| EXERCISE REQUIREMENTS |
Search the material for the word "defined" and report each line where it turns up.

[[ DATA FOR THE TASK open ]]

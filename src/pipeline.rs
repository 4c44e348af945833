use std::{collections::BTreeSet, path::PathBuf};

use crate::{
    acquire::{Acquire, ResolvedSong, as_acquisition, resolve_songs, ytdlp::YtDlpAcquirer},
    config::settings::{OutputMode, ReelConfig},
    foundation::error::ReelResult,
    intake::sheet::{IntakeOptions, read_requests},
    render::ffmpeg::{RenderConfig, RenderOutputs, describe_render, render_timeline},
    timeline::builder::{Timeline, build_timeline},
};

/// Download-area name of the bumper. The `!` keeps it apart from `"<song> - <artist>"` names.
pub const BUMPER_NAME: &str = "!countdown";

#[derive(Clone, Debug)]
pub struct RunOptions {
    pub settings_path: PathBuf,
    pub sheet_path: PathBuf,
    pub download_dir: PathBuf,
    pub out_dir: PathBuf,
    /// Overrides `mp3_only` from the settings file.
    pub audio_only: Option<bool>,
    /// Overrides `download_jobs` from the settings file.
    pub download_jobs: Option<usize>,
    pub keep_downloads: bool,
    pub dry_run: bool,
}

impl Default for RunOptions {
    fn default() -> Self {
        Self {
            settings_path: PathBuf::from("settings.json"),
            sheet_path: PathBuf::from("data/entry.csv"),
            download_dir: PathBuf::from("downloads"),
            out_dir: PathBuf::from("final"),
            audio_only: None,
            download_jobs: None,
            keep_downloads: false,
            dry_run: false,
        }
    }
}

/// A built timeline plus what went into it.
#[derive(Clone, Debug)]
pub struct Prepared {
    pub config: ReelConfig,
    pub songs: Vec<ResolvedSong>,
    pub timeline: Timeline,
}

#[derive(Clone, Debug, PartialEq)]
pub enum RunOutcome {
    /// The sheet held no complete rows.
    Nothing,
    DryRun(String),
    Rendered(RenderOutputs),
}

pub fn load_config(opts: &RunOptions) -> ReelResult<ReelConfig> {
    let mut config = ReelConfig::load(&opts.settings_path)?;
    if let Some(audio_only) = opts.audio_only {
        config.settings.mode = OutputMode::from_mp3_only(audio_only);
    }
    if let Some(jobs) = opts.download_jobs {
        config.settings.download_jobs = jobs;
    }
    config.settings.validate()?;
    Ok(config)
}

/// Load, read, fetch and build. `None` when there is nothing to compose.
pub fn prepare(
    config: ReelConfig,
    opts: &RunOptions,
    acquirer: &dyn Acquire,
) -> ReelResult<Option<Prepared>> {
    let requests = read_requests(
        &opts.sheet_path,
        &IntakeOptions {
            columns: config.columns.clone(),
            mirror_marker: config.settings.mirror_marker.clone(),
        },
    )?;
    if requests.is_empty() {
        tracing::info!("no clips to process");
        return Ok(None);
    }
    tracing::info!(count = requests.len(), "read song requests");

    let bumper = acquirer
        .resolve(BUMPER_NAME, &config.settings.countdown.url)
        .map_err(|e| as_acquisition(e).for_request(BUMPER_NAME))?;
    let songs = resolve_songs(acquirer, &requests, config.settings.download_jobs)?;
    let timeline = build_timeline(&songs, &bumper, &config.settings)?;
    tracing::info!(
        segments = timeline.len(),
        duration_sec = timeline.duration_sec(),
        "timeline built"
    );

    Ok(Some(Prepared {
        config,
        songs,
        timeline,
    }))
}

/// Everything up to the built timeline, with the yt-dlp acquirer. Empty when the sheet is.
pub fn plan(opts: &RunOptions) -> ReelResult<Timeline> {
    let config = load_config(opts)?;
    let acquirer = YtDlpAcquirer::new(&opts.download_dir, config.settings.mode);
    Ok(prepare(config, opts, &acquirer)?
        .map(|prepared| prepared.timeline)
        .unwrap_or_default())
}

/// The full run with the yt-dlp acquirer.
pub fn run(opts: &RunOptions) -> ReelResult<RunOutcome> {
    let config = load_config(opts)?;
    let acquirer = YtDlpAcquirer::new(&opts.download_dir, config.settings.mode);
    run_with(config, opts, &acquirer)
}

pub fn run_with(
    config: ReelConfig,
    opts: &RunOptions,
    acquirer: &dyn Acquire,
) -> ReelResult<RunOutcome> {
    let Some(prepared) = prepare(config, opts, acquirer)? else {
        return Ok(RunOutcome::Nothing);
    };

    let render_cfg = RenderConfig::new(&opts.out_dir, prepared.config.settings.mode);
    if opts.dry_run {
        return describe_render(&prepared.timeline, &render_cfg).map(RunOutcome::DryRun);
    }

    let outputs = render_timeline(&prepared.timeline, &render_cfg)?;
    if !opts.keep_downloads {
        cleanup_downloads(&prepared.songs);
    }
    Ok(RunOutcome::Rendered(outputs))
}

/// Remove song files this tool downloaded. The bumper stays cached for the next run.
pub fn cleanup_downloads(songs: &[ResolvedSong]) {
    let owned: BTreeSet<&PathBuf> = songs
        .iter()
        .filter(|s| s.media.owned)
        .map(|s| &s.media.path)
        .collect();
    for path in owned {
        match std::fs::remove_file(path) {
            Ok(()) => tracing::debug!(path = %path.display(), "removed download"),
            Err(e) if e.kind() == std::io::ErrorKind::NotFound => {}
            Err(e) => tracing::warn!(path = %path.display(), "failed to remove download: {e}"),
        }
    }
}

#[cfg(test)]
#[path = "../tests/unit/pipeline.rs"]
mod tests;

[[ DATA FOR THE TASK closed ]]
[[ DATA FOR THE TASK open ]]

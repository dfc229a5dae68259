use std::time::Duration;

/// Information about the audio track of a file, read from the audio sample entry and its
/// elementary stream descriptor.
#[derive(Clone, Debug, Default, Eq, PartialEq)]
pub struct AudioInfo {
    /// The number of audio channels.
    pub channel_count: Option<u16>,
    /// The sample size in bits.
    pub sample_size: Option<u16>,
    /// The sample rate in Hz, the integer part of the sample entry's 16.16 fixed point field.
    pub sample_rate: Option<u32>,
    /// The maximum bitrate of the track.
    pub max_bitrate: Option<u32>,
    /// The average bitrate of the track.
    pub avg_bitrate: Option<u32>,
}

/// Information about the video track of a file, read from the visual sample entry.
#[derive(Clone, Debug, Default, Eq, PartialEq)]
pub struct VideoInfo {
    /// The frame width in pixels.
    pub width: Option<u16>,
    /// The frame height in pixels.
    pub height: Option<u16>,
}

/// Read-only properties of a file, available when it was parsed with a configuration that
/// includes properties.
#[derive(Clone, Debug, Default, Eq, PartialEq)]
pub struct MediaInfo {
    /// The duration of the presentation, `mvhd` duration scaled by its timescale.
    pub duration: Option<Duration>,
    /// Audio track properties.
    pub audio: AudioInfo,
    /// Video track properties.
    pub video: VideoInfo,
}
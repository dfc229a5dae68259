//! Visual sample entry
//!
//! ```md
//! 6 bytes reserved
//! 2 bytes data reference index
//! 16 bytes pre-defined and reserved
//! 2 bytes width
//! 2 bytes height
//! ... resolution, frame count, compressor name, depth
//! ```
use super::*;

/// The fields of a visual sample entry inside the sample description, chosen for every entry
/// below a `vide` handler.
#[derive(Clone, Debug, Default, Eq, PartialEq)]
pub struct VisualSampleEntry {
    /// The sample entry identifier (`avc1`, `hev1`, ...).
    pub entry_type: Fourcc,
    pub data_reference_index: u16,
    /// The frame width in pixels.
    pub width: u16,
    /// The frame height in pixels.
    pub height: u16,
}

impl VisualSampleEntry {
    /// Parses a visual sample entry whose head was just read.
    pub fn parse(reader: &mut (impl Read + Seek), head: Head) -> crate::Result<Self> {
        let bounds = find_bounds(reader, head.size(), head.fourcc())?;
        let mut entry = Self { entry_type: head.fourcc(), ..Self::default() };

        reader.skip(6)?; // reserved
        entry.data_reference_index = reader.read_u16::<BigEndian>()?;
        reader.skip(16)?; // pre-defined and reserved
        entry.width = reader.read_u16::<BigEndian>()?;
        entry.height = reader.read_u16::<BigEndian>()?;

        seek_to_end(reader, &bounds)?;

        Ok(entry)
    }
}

[[ DATA FOR THE TASK closed ]]
[[ DATA FOR THE TASK open ]]

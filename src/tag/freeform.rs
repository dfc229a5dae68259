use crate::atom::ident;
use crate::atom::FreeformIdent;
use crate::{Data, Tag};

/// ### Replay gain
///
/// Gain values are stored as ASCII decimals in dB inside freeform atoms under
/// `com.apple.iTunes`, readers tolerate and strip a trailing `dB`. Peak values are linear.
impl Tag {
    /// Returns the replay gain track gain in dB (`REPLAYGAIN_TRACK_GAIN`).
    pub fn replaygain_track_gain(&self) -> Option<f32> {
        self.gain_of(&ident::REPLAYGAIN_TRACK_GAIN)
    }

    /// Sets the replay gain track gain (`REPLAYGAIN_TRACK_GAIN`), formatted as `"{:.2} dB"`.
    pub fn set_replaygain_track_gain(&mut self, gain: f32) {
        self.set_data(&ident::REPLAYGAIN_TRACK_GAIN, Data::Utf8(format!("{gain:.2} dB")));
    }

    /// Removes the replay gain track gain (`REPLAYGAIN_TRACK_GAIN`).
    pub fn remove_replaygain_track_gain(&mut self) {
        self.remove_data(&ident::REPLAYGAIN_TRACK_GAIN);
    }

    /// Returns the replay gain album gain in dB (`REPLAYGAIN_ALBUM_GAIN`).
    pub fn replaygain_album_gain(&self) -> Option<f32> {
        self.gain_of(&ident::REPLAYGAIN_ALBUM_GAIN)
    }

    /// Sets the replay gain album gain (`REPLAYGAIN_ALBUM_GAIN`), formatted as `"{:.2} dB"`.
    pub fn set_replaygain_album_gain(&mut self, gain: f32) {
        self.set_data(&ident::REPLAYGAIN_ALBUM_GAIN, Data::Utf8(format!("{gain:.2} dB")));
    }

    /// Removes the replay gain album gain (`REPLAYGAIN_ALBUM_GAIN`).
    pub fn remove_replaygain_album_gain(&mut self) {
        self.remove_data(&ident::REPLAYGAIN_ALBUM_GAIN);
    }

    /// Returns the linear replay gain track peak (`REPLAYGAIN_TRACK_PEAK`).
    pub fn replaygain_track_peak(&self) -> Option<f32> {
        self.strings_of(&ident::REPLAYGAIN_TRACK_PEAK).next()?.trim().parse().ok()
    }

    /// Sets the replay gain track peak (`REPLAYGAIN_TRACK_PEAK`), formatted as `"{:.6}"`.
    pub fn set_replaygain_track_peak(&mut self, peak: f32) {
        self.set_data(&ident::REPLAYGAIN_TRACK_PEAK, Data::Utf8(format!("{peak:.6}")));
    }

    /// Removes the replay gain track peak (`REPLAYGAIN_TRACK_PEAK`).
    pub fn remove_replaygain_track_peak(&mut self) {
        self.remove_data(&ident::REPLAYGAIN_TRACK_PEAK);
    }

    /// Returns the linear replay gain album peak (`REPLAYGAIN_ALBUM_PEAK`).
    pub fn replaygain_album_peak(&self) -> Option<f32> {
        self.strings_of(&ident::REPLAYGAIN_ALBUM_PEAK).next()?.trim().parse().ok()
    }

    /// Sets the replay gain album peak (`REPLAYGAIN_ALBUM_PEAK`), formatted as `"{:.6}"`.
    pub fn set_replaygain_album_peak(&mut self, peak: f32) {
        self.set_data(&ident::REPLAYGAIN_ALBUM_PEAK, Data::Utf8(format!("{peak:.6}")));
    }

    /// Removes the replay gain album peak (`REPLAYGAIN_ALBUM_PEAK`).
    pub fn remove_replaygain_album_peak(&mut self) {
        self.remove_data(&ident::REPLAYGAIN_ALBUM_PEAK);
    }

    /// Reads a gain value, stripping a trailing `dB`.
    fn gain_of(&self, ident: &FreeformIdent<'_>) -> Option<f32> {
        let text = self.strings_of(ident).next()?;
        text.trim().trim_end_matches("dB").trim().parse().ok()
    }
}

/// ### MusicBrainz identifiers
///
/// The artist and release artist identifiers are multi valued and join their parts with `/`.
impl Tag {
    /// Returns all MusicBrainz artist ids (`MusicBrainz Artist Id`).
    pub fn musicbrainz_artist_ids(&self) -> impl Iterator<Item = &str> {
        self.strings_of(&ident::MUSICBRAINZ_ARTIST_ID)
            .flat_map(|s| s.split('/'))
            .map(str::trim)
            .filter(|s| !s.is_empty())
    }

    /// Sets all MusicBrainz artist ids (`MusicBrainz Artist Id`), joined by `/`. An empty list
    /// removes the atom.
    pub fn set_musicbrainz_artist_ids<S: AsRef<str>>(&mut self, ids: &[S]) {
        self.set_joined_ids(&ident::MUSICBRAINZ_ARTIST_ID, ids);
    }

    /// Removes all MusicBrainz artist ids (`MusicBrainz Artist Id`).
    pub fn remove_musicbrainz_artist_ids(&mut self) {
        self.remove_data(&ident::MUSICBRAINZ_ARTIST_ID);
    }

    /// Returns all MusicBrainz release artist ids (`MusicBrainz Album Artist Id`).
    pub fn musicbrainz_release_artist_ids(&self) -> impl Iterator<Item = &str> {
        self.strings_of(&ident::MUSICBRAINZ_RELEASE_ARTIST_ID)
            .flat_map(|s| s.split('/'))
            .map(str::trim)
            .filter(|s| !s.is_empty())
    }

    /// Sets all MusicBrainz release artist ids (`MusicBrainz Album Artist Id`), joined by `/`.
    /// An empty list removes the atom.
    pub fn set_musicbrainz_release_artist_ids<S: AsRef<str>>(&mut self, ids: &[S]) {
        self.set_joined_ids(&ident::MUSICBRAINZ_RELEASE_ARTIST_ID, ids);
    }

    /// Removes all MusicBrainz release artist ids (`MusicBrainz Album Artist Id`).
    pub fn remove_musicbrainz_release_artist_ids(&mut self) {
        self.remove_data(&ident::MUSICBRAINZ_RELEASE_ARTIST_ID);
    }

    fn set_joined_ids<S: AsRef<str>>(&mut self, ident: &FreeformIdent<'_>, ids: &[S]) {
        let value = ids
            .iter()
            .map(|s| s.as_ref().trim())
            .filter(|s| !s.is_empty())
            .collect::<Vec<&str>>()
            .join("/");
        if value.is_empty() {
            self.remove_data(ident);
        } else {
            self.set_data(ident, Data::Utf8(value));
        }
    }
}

[[ DATA FOR THE TASK closed ]]

| ANSWER BOX |
//! 16 bytes pre-defined and reserved
        reader.skip(16)?; // pre-defined and reserved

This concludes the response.